PVBI11 já revelou quanto vai pagar de dividendos em julho; saiba o valor
O fundo imobiliário PVBI11 vai distribuir R$ 0,40 por cota referentes à competência de junho de 2026, repetindo o patamar observado desde abril. A data de pagamento está marcada para 7 de julho de 2026, enquanto a data-base é 30 de junho de 2026, prazo-limite para o investidor constar na base de cotistas e participar do repasse.
Com base no fechamento de junho, de R$ 73,20, o valor indica um dividend yield mensal aproximado de 0,55%. Por se tratar de um fundo imobiliário, os rendimentos do PVBI11 são isentos de Imposto de Renda para pessoas físicas que atendam às exigências da legislação vigente.
O patamar do provento encontra suporte no desempenho de maio, ainda que com pressão de fatores pontuais. No mês, a receita total chegou a R$ 0,52 por cota e o resultado distribuível somou R$ 0,36 por cota. Dois efeitos não recorrentes, de R$ 0,02 por cota cada, impactaram o período: comissões de novas locações e despesas imobiliárias de competências anteriores.
O provento anterior, igualmente de R$ 0,40 por cota, foi pago em 8 de junho, e a gestão indica intenção de manter esse nível até o fim do semestre. A reserva acumulada encerrou o período em R$ 0,19 por cota, enquanto a média dos últimos 12 meses foi de R$ 0,45 por cota.
Vacância e carteira do PVBI11
A ocupação exige atenção nos próximos meses. Em abril, a entrada de Aguassanta e CSL no ativo VOC reduziu a vacância física de 18,5% para 17,1% e a vacância financeira de 19,9% para 18,9%. A perspectiva, porém, é de reversão desse movimento.

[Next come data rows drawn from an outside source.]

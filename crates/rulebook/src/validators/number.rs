use crate::error::Result;
use crate::message::NUMBER_MESSAGE;
use crate::options::Options;
use crate::validator::{Outcome, Validator};
use crate::value::{as_number, is_float, is_integer, is_numeric};
use serde_json::Value;
use std::fmt;

/// `number`, `integer` and `float`: the value must pass a type test and lie
/// within `[min, max]` (`min` defaults to 0, `max` to `min`).
#[derive(Clone, Copy)]
pub struct Number {
    name: &'static str,
    type_test: fn(&Value) -> bool,
}

impl Number {
    /// Build a numeric validator around a custom type test.
    pub fn with_type_test(name: &'static str, type_test: fn(&Value) -> bool) -> Self {
        Self { name, type_test }
    }

    /// Numbers and numeric strings.
    pub fn any() -> Self {
        Self::with_type_test("number", is_numeric)
    }

    /// Numbers stored as integers.
    pub fn integer() -> Self {
        Self::with_type_test("integer", is_integer)
    }

    /// Numbers stored as floats.
    pub fn float() -> Self {
        Self::with_type_test("float", is_float)
    }

    pub fn name(&self) -> &'static str {
        self.name
    }
}

impl fmt::Debug for Number {
    fn fmt(&self, f: &mut fmt::Formatter<'_>) -> fmt::Result {
        f.debug_struct("Number").field("name", &self.name).finish_non_exhaustive()
    }
}

impl Validator for Number {
    fn test(&self, value: Value, options: &Options) -> Result<Outcome> {
        let min = options.number("min")?.unwrap_or(0.0);
        let max = options.number("max")?.unwrap_or(min);

        let passed = (self.type_test)(&value)
            && as_number(&value).is_some_and(|n| n >= min && n <= max);

        Ok(Outcome::new(passed, value))
    }

    fn default_message(&self) -> &str {
        NUMBER_MESSAGE
    }
}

Com a saída já anunciada do Banco ABC no ativo CJ, entre outras mudanças, a projeção é de que a vacância alcance 24,9% a partir de julho de 2026. No mês, reajustes em 25.092 metros quadrados de ABL adicionaram R$ 0,02 por cota à receita recorrente. Em 31 de maio, o fundo não apresentava alavancagem, obrigação por aquisição de imóveis nem endividamento.
A carteira está integralmente localizada em São Paulo, distribuída por sete ativos que somam mais de 83 mil metros quadrados de ABL. Considerando os 49,5% do FL 4440 detidos via FII, os imóveis representam 97% do patrimônio líquido, enquanto posições táticas em outros fundos ficam em cerca de 1,0%. Quanto ao padrão construtivo, 80% da carteira é classe AAA e 20% classe AA.

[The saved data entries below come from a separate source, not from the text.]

//! End-to-end tests for the `rulebook` binary.

use assert_cmd::Command;
use serde_json::Value;
use std::fs;
use std::path::Path;
use tempfile::TempDir;

fn rulebook(dir: &Path) -> Command {
    let mut cmd = Command::cargo_bin("rulebook").unwrap();
    cmd.current_dir(dir)
        .env_remove("RULEBOOK_FORMAT")
        .env_remove("RULEBOOK_LOG")
        .env_remove("RUST_LOG");
    cmd
}

fn workspace(record: &str, rules_name: &str, rules: &str) -> TempDir {
    let dir = tempfile::tempdir().unwrap();
    fs::write(dir.path().join("record.json"), record).unwrap();
    fs::write(dir.path().join(rules_name), rules).unwrap();
    dir
}

fn stdout(output: &std::process::Output) -> String {
    String::from_utf8_lossy(&output.stdout).into_owned()
}

#[test]
fn valid_record_exits_zero() {
    let dir = workspace(
        r#"{"email": " a@b.com "}"#,
        "rules.json",
        r#"[["email", "trim"], ["email", "email"]]"#,
    );

    let output = rulebook(dir.path())
        .args(["check", "--record", "record.json", "--rules", "rules.json"])
        .output()
        .unwrap();

    assert!(output.status.success());
    assert!(stdout(&output).contains("Record is valid"));
}

#[test]
fn invalid_record_exits_one_and_lists_messages() {
    let dir = workspace(
        r#"{"age": 200}"#,
        "rules.json",
        r#"[["age", "number", {"min": 0, "max": 120}], ["name", "required"]]"#,
    );

    let output = rulebook(dir.path())
        .args(["check", "--record", "record.json", "--rules", "rules.json"])
        .output()
        .unwrap();

    assert_eq!(output.status.code(), Some(1));
    let out = stdout(&output);
    assert!(out.contains("age: Поле \"age\" имело неверное значение"));
    assert!(out.contains("name: Поле \"name\" было не заполнено"));
}

#[test]
fn json_report_and_rewritten_record() {
    let dir = workspace(
        r#"{"login": "  Root  ", "tags": "x"}"#,
        "rules.toml",
        r#"
rules = [
    ["login", "trim"],
    ["login", "filter", { mapper = "lowercase" }],
    ["password", "required", { message = ":key is required" }],
]
"#,
    );

    let output = rulebook(dir.path())
        .args([
            "check", "--record", "record.json", "--rules", "rules.toml", "--format", "json", "--write",
            "out.json",
        ])
        .output()
        .unwrap();

    assert_eq!(output.status.code(), Some(1));

    let report: Value = serde_json::from_slice(&output.stdout).unwrap();
    assert_eq!(report["valid"], false);
    assert_eq!(report["record"]["login"], "root");
    assert_eq!(report["record"]["password"], "");
    assert_eq!(report["errors"]["password"][0], "password is required");

    let written: Value =
        serde_json::from_str(&fs::read_to_string(dir.path().join("out.json")).unwrap()).unwrap();
    assert_eq!(written, report["record"]);
}

#[test]
fn format_can_come_from_the_environment() {
    let dir = workspace(r#"{"a": "1"}"#, "rules.json", r#"[["a", "integer"]]"#);

    let output = rulebook(dir.path())
        .env("RULEBOOK_FORMAT", "json")
        .args(["check", "--record", "record.json", "--rules", "rules.json"])
        .output()
        .unwrap();

    let report: Value = serde_json::from_slice(&output.stdout).unwrap();
    assert!(report["errors"]["a"].is_array());
}

#[test]
fn format_can_come_from_a_dotenv_file() {
    let dir = workspace(r#"{"a": ""}"#, "rules.json", r#"[["a", "required"]]"#);
    fs::write(dir.path().join(".env"), "RULEBOOK_FORMAT=json\n").unwrap();

    let output = rulebook(dir.path())
        .args(["check", "--record", "record.json", "--rules", "rules.json"])
        .output()
        .unwrap();

    let report: Value = serde_json::from_slice(&output.stdout).unwrap();
    assert_eq!(report["valid"], false);
}

#[test]
fn unknown_kind_is_an_error() {
    let dir = workspace(r#"{"x": 1}"#, "rules.json", r#"[["x", "bogus"]]"#);

    let output = rulebook(dir.path())
        .args(["check", "--record", "record.json", "--rules", "rules.json"])
        .output()
        .unwrap();

    assert_eq!(output.status.code(), Some(2));
    let err = String::from_utf8_lossy(&output.stderr);
    assert!(err.contains("unknown validator kind: bogus"));
}

#[test]
fn missing_record_file_is_an_error() {
    let dir = workspace("{}", "rules.json", "[]");

    rulebook(dir.path())
        .args(["check", "--record", "absent.json", "--rules", "rules.json"])
        .assert()
        .code(2);
}

#[test]
fn kinds_lists_builtins() {
    let dir = tempfile::tempdir().unwrap();

    let output = rulebook(dir.path())
        .args(["kinds", "--format", "json"])
        .output()
        .unwrap();

    assert!(output.status.success());
    let listing: Value = serde_json::from_slice(&output.stdout).unwrap();
    let kinds: Vec<&str> = listing["kinds"]
        .as_array()
        .unwrap()
        .iter()
        .filter_map(Value::as_str)
        .collect();
    for kind in ["required", "email", "filter_var", "trim", "phone"] {
        assert!(kinds.contains(&kind), "missing {kind}");
    }
    assert!(listing["mappers"]
        .as_array()
        .unwrap()
        .contains(&Value::from("lowercase")));
}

Receita, inquilinos e desempenho do PVBI11
Entre os imóveis, o FL 4440 lidera com 33,4% do valor patrimonial e 24,1% da receita contratada. O Park Tower tem maior peso na receita, com 28,2%, e 18,6% do valor patrimonial. O ativo CJ responde por 11,5% e 13,7%, respectivamente. Completam o portfólio Vera Cruz, The One, VOC e Union FL.
A composição da receita é concentrada em instituição financeira (35%) e saúde (31%), além de participações de gestora de recursos (7%), energia (4%) e indústria (3%). Entre os principais inquilinos estão Prevent Senior (28%), Banco ABC (9%), Brasil Warrant (8%) e UBS (8%).

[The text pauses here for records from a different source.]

//! # Rulebook
//!
//! Declarative validation for loosely typed records. A record is an ordered
//! map of field names to JSON values; a rule list says which validator kind
//! runs on which fields, with what options. Validators can also rewrite the
//! value they check, so trimming or type coercion happens in the same pass.
//!
//! ## Example
//!
//! ```rust
//! use rulebook::prelude::*;
//! use serde_json::json;
//!
//! let rules: Vec<Rule> = serde_json::from_value(json!([
//!     [["name", "email"], "required"],
//!     ["email", "trim"],
//!     ["email", "email"],
//!     ["age", "number", {"min": 0, "max": 120}]
//! ]))
//! .unwrap();
//!
//! let mut record = json!({"name": "Ann", "email": " ann@example.com ", "age": 200})
//!     .as_object()
//!     .unwrap()
//!     .clone();
//!
//! let errors = Registry::default().validate(&mut record, &rules).unwrap();
//!
//! assert_eq!(record["email"], "ann@example.com");
//! assert_eq!(errors.field_names(), ["age"]);
//! assert_eq!(errors.get("age").unwrap(), ["Поле \"age\" имело неверное значение"]);
//! ```
//!
//! ## Built-in kinds
//!
//! - `required` - value is not empty (`""`, `"0"`, `0`, `false`, null, `[]`)
//! - `boolean` - value loosely equals `trueValue` or `falseValue`
//! - `string` - string length within `min`/`max`, or exactly `length`
//! - `number`, `integer`, `float` - numeric type and `min`/`max` range
//! - `match`, `phone` - regex match, negated with `not`
//! - `filter_var`, `email`, `ip`, `url` - format filters
//! - `filter`, `trim` - rewrite the value through a mapper
//!
//! ## Message templates
//!
//! Messages may use `:key` (the field name) and `:value` (the value the
//! failing validator received). Any rule can override its message with a
//! `message` option.

pub mod custom;
mod engine;
mod error;
pub mod mapper;
mod message;
mod options;
mod registry;
mod rule;
mod validator;
pub mod validators;
pub mod value;

pub use engine::validate;
pub use error::{ErrorMap, Result, RuleSetError};
pub use mapper::Mapper;
pub use message::{render, DEFAULT_MESSAGE, LENGTH_MESSAGE, NUMBER_MESSAGE, REQUIRED_MESSAGE};
pub use options::{Options, MAPPER_KEY, MESSAGE_KEY};
pub use registry::Registry;
pub use rule::{expand, FieldRule, Rule, Selector};
pub use validator::{FieldCheck, Outcome, Validator};
pub use value::Record;

/// Prelude module for validation
pub mod prelude {
    pub use crate::custom::FnValidator;
    pub use crate::engine::validate;
    pub use crate::error::{ErrorMap, RuleSetError};
    pub use crate::options::Options;
    pub use crate::registry::Registry;
    pub use crate::rule::{Rule, Selector};
    pub use crate::validator::{Outcome, Validator};
    pub use crate::value::Record;
}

Os contratos são todos típicos, com reajuste atrelado a IPCA (71%), IGP-M (25%) e IPC-FIPE (4%). No mercado secundário, a cota recuou 2,0% em maio e acumula -7,1% em 2026, com 13,3% desde o início, equivalentes a 2,2% ao ano. O desempenho fica abaixo do IFIX (42,4% e 6,3% ao ano) e do CDI bruto (79,1% e 10,6% ao ano) no mesmo intervalo.